──────── Supplied material
//! Request key normalization: admin clients may post camelCase keys, columns are snake_case.

use serde_json::Value;
use std::collections::HashMap;

/// "displayOrder" -> "display_order". Already-snake input is returned unchanged.
pub fn to_snake_case(s: &str) -> String {
    let mut out = String::with_capacity(s.len() + 4);
    for (i, c) in s.chars().enumerate() {
        if c.is_uppercase() {
            if i > 0 && !out.ends_with('_') {
                out.push('_');
            }
            out.extend(c.to_lowercase());
        } else {
            out.push(c);
        }
    }
    out
}

/// Turns a JSON object body into a column map with snake_case keys.
/// When both spellings are present the snake_case one wins.
pub fn object_to_column_map(obj: serde_json::Map<String, Value>) -> HashMap<String, Value> {
    let mut out = HashMap::with_capacity(obj.len());
    let mut camel = Vec::new();
    for (k, v) in obj {
        let snake = to_snake_case(&k);
        if snake == k {
            out.insert(k, v);
        } else {
            camel.push((snake, v));
        }
    }
    for (k, v) in camel {
        out.entry(k).or_insert(v);
    }
    out
}
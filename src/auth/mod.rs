//! Authentication (provider-issued JWTs) and role-based authorization.

pub mod extract;
pub mod jwt;
pub mod rbac;

pub use extract::{AuthUser, MaybeAuthUser};
pub use rbac::{can_access, can_manage_role, extract_user_role, has_permission, is_valid_role, AccessRequest, Action, Role};

use crate::audit::{self, AuditEntry};
use crate::error::AppError;
use crate::state::AppState;

/// Checks `user` against the permission table. A denial is written to the audit
/// log in the background and surfaces as the static 403.
pub fn authorize(state: &AppState, user: &AuthUser, resource: &str, action: Action) -> Result<(), AppError> {
    let allowed = can_access(&AccessRequest {
        user_role: user.role,
        resource,
        action,
        user_id: Some(&user.user_id),
    });
    if allowed {
        return Ok(());
    }
    tracing::warn!(
        user_id = %user.user_id,
        role = %user.role,
        resource,
        action = action.as_str(),
        "access denied"
    );
    audit::record_detached(
        state,
        AuditEntry::new(audit::ACTION_ACCESS_DENIED, resource)
            .actor(user)
            .details(serde_json::json!({ "attempted": action.as_str(), "role": user.role })),
    );
    Err(AppError::insufficient_permissions())
}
────────────────
__Work instruction__
Repeat exactly the lines from the first line of the records above through the line containing "pub fn to_snake_case(s: &str)", both included, and nothing else.

__Completed task__
//! Request key normalization: admin clients may post camelCase keys, columns are snake_case.

use serde_json::Value;
use std::collections::HashMap;

/// "displayOrder" -> "display_order". Already-snake input is returned unchanged.
pub fn to_snake_case(s: &str) -> String {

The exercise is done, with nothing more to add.